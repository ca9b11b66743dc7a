/// Core evaluation logic and context management.
///
/// Contains the runtime `Context`, the `Flow` signal returned by statements,
/// and dispatch for every statement and expression kind.
pub mod core;

/// Binary and variadic operator evaluation.
///
/// Implements arithmetic with LOLCODE's operand coercion, boolean logic,
/// numeric equality and string concatenation.
pub mod binary;

/// Unary operator evaluation.
pub mod unary;

/// Conditionals, switches and loops.
///
/// Decides which arm runs and how `GTFO` signals end each construct.
pub mod control;

/// User-defined function calls.
///
/// Resolves the callee, checks arity and call depth, and runs the body in a
/// fresh frame.
pub mod function;

/// Parse-time folding of declaration-block initializers.
pub mod constant;

/// Utility functions for evaluation.
///
/// Variable lookup, output and input statements, and small helpers shared by
/// the other evaluator modules.
pub mod utils;
use crate::{
    ast::Expr,
    error::RuntimeError,
    interpreter::{
        evaluator::core::Context,
        io::NoInput,
        value::{core::Value, symbols::SymbolTable},
    },
};

/// Evaluates a declaration-block initializer at parse time.
///
/// Literals, operators, casts and references to variables declared earlier
/// in the block are allowed. Function calls are not, since no function can
/// exist before the program runs.
///
/// # Parameters
/// - `expr`: The initializer.
/// - `symbols`: The declarations folded so far.
///
/// # Returns
/// The concrete value, or a short reason why the initializer is not constant.
///
/// # Example
/// ```
/// use lolterpreter::{
///     ast::{BinaryOperator, Expr},
///     interpreter::{
///         evaluator::constant::fold,
///         value::{core::Value, symbols::SymbolTable},
///     },
/// };
///
/// let mut symbols = SymbolTable::new();
/// symbols.declare("X", Value::Numbr(10));
///
/// let expr = Expr::BinaryOp { left:  Box::new(Expr::Variable { name: "X".into(),
///                                                              line: 3, }),
///                             op:    BinaryOperator::Sum,
///                             right: Box::new(Expr::Literal { value: 5.into(),
///                                                             line:  3, }),
///                             line:  3, };
///
/// assert_eq!(fold(&expr, &symbols), Ok(Value::Numbr(15)));
/// ```
pub fn fold(expr: &Expr, symbols: &SymbolTable) -> Result<Value, String> {
    if let Some(name) = first_call(expr) {
        return Err(format!("calling '{name}' is not allowed in the declaration block"));
    }

    let mut output = String::new();
    let mut input = NoInput;
    let mut context = Context::new(symbols.clone(), &mut output, &mut input);

    context.eval(expr).map_err(|error| match error {
                          RuntimeError::UnknownVariable { name, .. } => {
                              format!("'{name}' is not declared before this point")
                          },
                          other => other.to_string(),
                      })
}

/// Name of the first function call inside `expr`, if any.
fn first_call(expr: &Expr) -> Option<&str> {
    match expr {
        Expr::FunctionCall { name, .. } => Some(name.as_str()),
        Expr::Literal { .. } | Expr::Variable { .. } => None,
        Expr::Not { expr, .. } | Expr::Cast { expr, .. } => first_call(expr),
        Expr::BinaryOp { left, right, .. } => first_call(left).or_else(|| first_call(right)),
        Expr::Variadic { operands, .. } => operands.iter().find_map(first_call),
    }
}
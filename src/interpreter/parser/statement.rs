use std::iter::Peekable;

use crate::{
    ast::{Expr, Statement},
    error::ParseError,
    interpreter::{
        lexer::{Token, TokenKind},
        parser::{
            control::{parse_conditional, parse_loop, parse_switch},
            core::{BlockContext, ParseResult, parse_expression},
            function::parse_function_definition,
            utils::{
                at_typed_article, expect, expect_identifier, expect_line_end, expect_type,
                next_if_kind, peek_kind,
            },
        },
    },
};

/// Parses a single statement, including the newline or comma ending it.
///
/// The first token picks the construct. An identifier needs one more token
/// of lookahead: `R` makes an assignment, `IS NOW A` a cast, and anything
/// else leaves the identifier as the start of an expression statement.
///
/// # Parameters
/// - `tokens`: Token iterator positioned at the statement.
/// - `context`: Where the statement sits.
///
/// # Returns
/// A parsed [`Statement`] node.
pub fn parse_statement<'a, I>(tokens: &mut Peekable<I>,
                              context: BlockContext)
                              -> ParseResult<Statement>
    where I: Iterator<Item = &'a Token> + Clone
{
    let Some(token) = tokens.peek().copied() else {
        return Err(ParseError::UnexpectedEndOfInput { expected: Vec::new(),
                                                      line:     0, });
    };
    let line = token.line;

    let statement = match token.kind {
        TokenKind::Visible => parse_print(tokens)?,
        TokenKind::Gimmeh => {
            tokens.next();
            Statement::Input { name: expect_identifier(tokens, line)?,
                               line }
        },
        TokenKind::IHasA => {
            tokens.next();
            let (name, value) = parse_declaration_tail(tokens, line)?;
            Statement::Declaration { name, value, line }
        },
        TokenKind::ORly => parse_conditional(tokens, context)?,
        TokenKind::Wtf => parse_switch(tokens, context)?,
        TokenKind::ImInYr => parse_loop(tokens, context)?,
        TokenKind::HowIzI => parse_function_definition(tokens, context)?,
        TokenKind::FoundYr => {
            tokens.next();
            if !context.in_function {
                return Err(ParseError::ReturnOutsideFunction { line });
            }
            Statement::Return { value: parse_expression(tokens)?,
                                line }
        },
        TokenKind::Gtfo => {
            tokens.next();
            Statement::Break { scope: context.innermost,
                               line }
        },
        TokenKind::Identifier => parse_identifier_statement(tokens, token)?,
        _ => Statement::Expression { expr: parse_expression(tokens)?,
                                     line },
    };

    log::trace!("parsed statement on line {line}");
    expect_line_end(tokens, line)?;
    Ok(statement)
}

/// Parses the rest of a declaration after `I HAS A`.
///
/// Grammar: `declaration := I_HAS_A identifier [ITZ (A type | expression)]`
///
/// `ITZ A <type>` is turned into a literal holding the type's zero value.
///
/// # Returns
/// The variable name and its initializer, if any.
pub fn parse_declaration_tail<'a, I>(tokens: &mut Peekable<I>,
                                     line: usize)
                                     -> ParseResult<(String, Option<Expr>)>
    where I: Iterator<Item = &'a Token> + Clone
{
    let name = expect_identifier(tokens, line)?;
    if next_if_kind(tokens, TokenKind::Itz).is_none() {
        return Ok((name, None));
    }

    let value = if at_typed_article(tokens) {
        tokens.next();
        let target = expect_type(tokens, line)?;
        Expr::Literal { value: target.zero(),
                        line }
    } else {
        parse_expression(tokens)?
    };
    Ok((name, Some(value)))
}

/// Parses `VISIBLE expr ((AN)? expr)* [!]`.
///
/// Operands may be separated by `AN` or simply written one after another. A
/// trailing `!` suppresses the line break.
fn parse_print<'a, I>(tokens: &mut Peekable<I>) -> ParseResult<Statement>
    where I: Iterator<Item = &'a Token> + Clone
{
    let line = expect(tokens, TokenKind::Visible, 0)?.line;
    let mut operands = vec![parse_expression(tokens)?];
    let mut newline = true;

    loop {
        match peek_kind(tokens) {
            Some(TokenKind::An) => {
                tokens.next();
                operands.push(parse_expression(tokens)?);
            },
            Some(TokenKind::Bang) => {
                tokens.next();
                newline = false;
                break;
            },
            None | Some(TokenKind::NewLine | TokenKind::Comma) => break,
            Some(_) => operands.push(parse_expression(tokens)?),
        }
    }

    Ok(Statement::Print { operands,
                          newline,
                          line })
}

/// Parses a statement that starts with an identifier.
///
/// ```text
///     identifier R expression      assignment
///     identifier IS_NOW_A type     in-place cast
///     expression                   anything else, stored in IT
/// ```
fn parse_identifier_statement<'a, I>(tokens: &mut Peekable<I>,
                                     first: &Token)
                                     -> ParseResult<Statement>
    where I: Iterator<Item = &'a Token> + Clone
{
    let line = first.line;
    let mut lookahead = tokens.clone();
    lookahead.next();

    match lookahead.peek().map(|t| t.kind) {
        Some(TokenKind::R) => {
            let name = expect_identifier(tokens, line)?;
            tokens.next();
            Ok(Statement::Assignment { name,
                                       value: parse_expression(tokens)?,
                                       line })
        },
        Some(TokenKind::IsNowA) => {
            let name = expect_identifier(tokens, line)?;
            tokens.next();
            Ok(Statement::Cast { name,
                                 target: expect_type(tokens, line)?,
                                 line })
        },
        _ => Ok(Statement::Expression { expr: parse_expression(tokens)?,
                                        line }),
    }
}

=======

● **YOUR OBJECTIVE**: Gather, from the listing above, every line carrying the word "declared".

● **RESPONSE**:
/// Literals, operators, casts and references to variables declared earlier
                              format!("'{name}' is not declared before this point")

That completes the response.